> _Task description_
Only one stretch of the data is wanted: the line containing "if let Ok(value) = text.parse::<i64>()", the line containing "impl fmt::Display for", and every line between them, copied exactly.

==== Dataset records ====

use once_cell::sync::Lazy;
use regex::Regex;
use serde::{Deserialize, Serialize};
use std::fmt;

static INTEGER: Lazy<Regex> = Lazy::new(|| Regex::new(r"^[+-]?[0-9]+$").unwrap());
static FLOAT: Lazy<Regex> = Lazy::new(|| {
    Regex::new(r"^[+-]?([0-9]+\.[0-9]*|\.[0-9]+|[0-9]+)([eE][+-]?[0-9]+)?$").unwrap()
});

/// A leaf value of a transformation expression.
///
/// A leaf is either a typed constant or an [`Literal::Identifier`], which is a reference to
/// an existing field (an alias). Quoted text always becomes [`Literal::Str`], everything
/// else that is not a recognized constant is an identifier.
#[derive(Clone, Debug, PartialEq, Serialize, Deserialize)]
pub enum Literal {
    Bool(bool),
    Int(i64),
    Float(f64),
    Str(String),
    Identifier(String),
}

impl Literal {
    /// Classify unquoted text. The order of the checks matters: boolean keywords first,
    /// then integers, then floats, and anything else is an identifier.
    pub fn classify(text: &str) -> Literal {
        let text = text.trim();
        match text {
            "True" => return Literal::Bool(true),
            "False" => return Literal::Bool(false),
            _ => (),
        }
        if INTEGER.is_match(text) {
            if let Ok(value) = text.parse::<i64>() {
                return Literal::Int(value);
            }
        }
        // Integers that do not fit into `i64` end up here as well. Values that overflow
        // `f64` stay identifiers, since they have no finite representation.
        if FLOAT.is_match(text) {
            if let Ok(value) = text.parse::<f64>() {
                if value.is_finite() {
                    return Literal::Float(value);
                }
            }
        }
        Literal::Identifier(text.to_string())
    }

    pub fn as_identifier(&self) -> Option<&str> {
        match self {
            Literal::Identifier(name) => Some(name.as_str()),
            _ => None,
        }
    }
}

impl fmt::Display for Literal {
    fn fmt(&self, f: &mut fmt::Formatter<'_>) -> fmt::Result {
        match self {
            Literal::Bool(true) => write!(f, "True"),
            Literal::Bool(false) => write!(f, "False"),
            Literal::Int(value) => write!(f, "{value}"),
            // Debug output keeps the decimal point, so the value reads back as a float.
            Literal::Float(value) => write!(f, "{value:?}"),
            Literal::Str(value) => {
                let escaped = value.replace('\\', "\\\\").replace('\'', "\\'");
                write!(f, "'{escaped}'")
            }
            Literal::Identifier(name) => write!(f, "{name}"),
        }
    }
}
use std::collections::BTreeSet;

/// Make a trimmed copy of the provided `String`.
pub fn take_if_not_blank(value: &str) -> Option<String> {
    let trimmed = value.trim();
    if trimmed.is_empty() {
        None
    } else {
        Some(trimmed.to_string())
    }
}

/// Render a set of names as `{'a', 'b'}`. The set is ordered, so the output is deterministic.
pub fn format_name_set(names: &BTreeSet<String>) -> String {
    let quoted = names
        .iter()
        .map(|name| format!("'{name}'"))
        .collect::<Vec<_>>();
    format!("{{{}}}", quoted.join(", "))
}

/// Check that `value` is a non-empty word made of alphanumeric characters and underscores.
pub fn is_word(value: &str) -> bool {
    !value.is_empty() && value.chars().all(|c| c.is_alphanumeric() || c == '_')
}

#[cfg(test)]
mod tests {
    use super::*;

    #[test]
    fn blank_values_are_dropped() {
        assert_eq!(take_if_not_blank("   "), None);
        assert_eq!(take_if_not_blank(" a b "), Some("a b".to_string()));
    }

    #[test]
    fn name_sets_are_sorted() {
        let names = BTreeSet::from(["sin".to_string(), "cos".to_string()]);
        assert_eq!(format_name_set(&names), "{'cos', 'sin'}");
        assert_eq!(format_name_set(&BTreeSet::new()), "{}");
    }

    #[test]
    fn words() {
        assert!(is_word("field_name1"));
        assert!(!is_word("field name"));
        assert!(!is_word(""));
    }
}
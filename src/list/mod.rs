//! Owned, mutable singly linked lists.
//!
//! This module provides [`LinkedList`], a singly linked list in which each
//! node exclusively owns its successor, together with an in-place [`reverse`]
//! operation that redirects the links in a single pass without allocating.
//!
//! # Examples
//!
//! ```rust
//! use reorder::list::LinkedList;
//!
//! let mut list: LinkedList<i32> = [5, 1, 9].into_iter().collect();
//! list.reverse();
//!
//! let values: Vec<i32> = list.into_iter().collect();
//! assert_eq!(values, vec![9, 1, 5]);
//! ```
//!
//! [`reverse`]: LinkedList::reverse

mod linked_list;

pub use linked_list::LinkedList;
pub use linked_list::LinkedListIntoIterator;
pub use linked_list::LinkedListIterator;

====

> _Exercise output_
            if let Ok(value) = text.parse::<i64>() {
                return Literal::Int(value);
            }
        }
        // Integers that do not fit into `i64` end up here as well. Values that overflow
        // `f64` stay identifiers, since they have no finite representation.
        if FLOAT.is_match(text) {
            if let Ok(value) = text.parse::<f64>() {
                if value.is_finite() {
                    return Literal::Float(value);
                }
            }
        }
        Literal::Identifier(text.to_string())
    }

    pub fn as_identifier(&self) -> Option<&str> {
        match self {
            Literal::Identifier(name) => Some(name.as_str()),
            _ => None,
        }
    }
}

impl fmt::Display for Literal {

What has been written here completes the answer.